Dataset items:
----------------------------------------
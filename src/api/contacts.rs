//! Contact CRUD for the authenticated user.

use axum::{
    extract::{rejection::JsonRejection, Path, State},
    http::StatusCode,
    response::IntoResponse,
    Extension, Json,
};
use serde_json::json;

use crate::api::json_body;
use crate::auth::AuthUser;
use crate::error::{AppError, AppResult};
use crate::http::response::ApiResponse;
use crate::http::server::AppState;
use crate::models::{Contact, ContactUpdate, NewContact};

const NOT_OWNED: &str = "Contact not found or not authorized";

pub async fn list(
    State(state): State<AppState>,
    Extension(auth): Extension<AuthUser>,
) -> AppResult<Json<ApiResponse<Vec<Contact>>>> {
    let contacts = Contact::list_for_user(&state.pool, auth.id).await?;
    Ok(Json(ApiResponse::list(contacts)))
}

pub async fn get(
    State(state): State<AppState>,
    Extension(auth): Extension<AuthUser>,
    Path(id): Path<i64>,
) -> AppResult<Json<ApiResponse<Contact>>> {
    let contact = Contact::find_owned(&state.pool, id, auth.id)
        .await?
        .ok_or_else(|| AppError::not_found("Contact not found"))?;
    Ok(Json(ApiResponse::data(contact)))
}

pub async fn create(
    State(state): State<AppState>,
    Extension(auth): Extension<AuthUser>,
    payload: Result<Json<NewContact>, JsonRejection>,
) -> AppResult<impl IntoResponse> {
    let input = json_body(payload)?;
    let (first, last) = input
        .names()
        .ok_or_else(|| AppError::bad_request("Please provide at least first and last name"))?;

    let contact = Contact::create(&state.pool, auth.id, first, last, &input).await?;
    tracing::debug!(contact_id = contact.id, user_id = auth.id, "Contact created");

    Ok((StatusCode::CREATED, Json(ApiResponse::data(contact))))
}

pub async fn update(
    State(state): State<AppState>,
    Extension(auth): Extension<AuthUser>,
    Path(id): Path<i64>,
    payload: Result<Json<ContactUpdate>, JsonRejection>,
) -> AppResult<Json<ApiResponse<Contact>>> {
    let changes = json_body(payload)?;
    let existing = Contact::find_owned(&state.pool, id, auth.id)
        .await?
        .ok_or_else(|| AppError::not_found(NOT_OWNED))?;

    let contact = changes
        .apply(existing)
        .save(&state.pool)
        .await?
        .ok_or_else(|| AppError::not_found(NOT_OWNED))?;
    Ok(Json(ApiResponse::data(contact)))
}

pub async fn delete(
    State(state): State<AppState>,
    Extension(auth): Extension<AuthUser>,
    Path(id): Path<i64>,
) -> AppResult<Json<ApiResponse<serde_json::Value>>> {
    if !Contact::delete(&state.pool, id, auth.id).await? {
        return Err(AppError::not_found(NOT_OWNED));
    }
    Ok(Json(ApiResponse::with_message(
        "Contact deleted successfully",
        json!({}),
    )))
}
----------------------------------------
BRIEF: What is needed here is every record above, repeated exactly.

FINISHED TASK:
filename src/api/contacts.rs
//! Contact CRUD for the authenticated user.

use axum::{
    extract::{rejection::JsonRejection, Path, State},
    http::StatusCode,
    response::IntoResponse,
    Extension, Json,
};
use serde_json::json;

use crate::api::json_body;
use crate::auth::AuthUser;
use crate::error::{AppError, AppResult};
use crate::http::response::ApiResponse;
use crate::http::server::AppState;
use crate::models::{Contact, ContactUpdate, NewContact};

const NOT_OWNED: &str = "Contact not found or not authorized";

pub async fn list(
    State(state): State<AppState>,
    Extension(auth): Extension<AuthUser>,
) -> AppResult<Json<ApiResponse<Vec<Contact>>>> {
    let contacts = Contact::list_for_user(&state.pool, auth.id).await?;
    Ok(Json(ApiResponse::list(contacts)))
}

pub async fn get(
    State(state): State<AppState>,
    Extension(auth): Extension<AuthUser>,
    Path(id): Path<i64>,
) -> AppResult<Json<ApiResponse<Contact>>> {
    let contact = Contact::find_owned(&state.pool, id, auth.id)
        .await?
        .ok_or_else(|| AppError::not_found("Contact not found"))?;
    Ok(Json(ApiResponse::data(contact)))
}

pub async fn create(
    State(state): State<AppState>,
    Extension(auth): Extension<AuthUser>,
    payload: Result<Json<NewContact>, JsonRejection>,
) -> AppResult<impl IntoResponse> {
    let input = json_body(payload)?;
    let (first, last) = input
        .names()
        .ok_or_else(|| AppError::bad_request("Please provide at least first and last name"))?;

    let contact = Contact::create(&state.pool, auth.id, first, last, &input).await?;
    tracing::debug!(contact_id = contact.id, user_id = auth.id, "Contact created");

    Ok((StatusCode::CREATED, Json(ApiResponse::data(contact))))
}

pub async fn update(
    State(state): State<AppState>,
    Extension(auth): Extension<AuthUser>,
    Path(id): Path<i64>,
    payload: Result<Json<ContactUpdate>, JsonRejection>,
) -> AppResult<Json<ApiResponse<Contact>>> {
    let changes = json_body(payload)?;
    let existing = Contact::find_owned(&state.pool, id, auth.id)
        .await?
        .ok_or_else(|| AppError::not_found(NOT_OWNED))?;

    let contact = changes
        .apply(existing)
        .save(&state.pool)
        .await?
        .ok_or_else(|| AppError::not_found(NOT_OWNED))?;
    Ok(Json(ApiResponse::data(contact)))
}

pub async fn delete(
    State(state): State<AppState>,
    Extension(auth): Extension<AuthUser>,
    Path(id): Path<i64>,
) -> AppResult<Json<ApiResponse<serde_json::Value>>> {
    if !Contact::delete(&state.pool, id, auth.id).await? {
        return Err(AppError::not_found(NOT_OWNED));
    }
    Ok(Json(ApiResponse::with_message(
        "Contact deleted successfully",
        json!({}),
    )))
}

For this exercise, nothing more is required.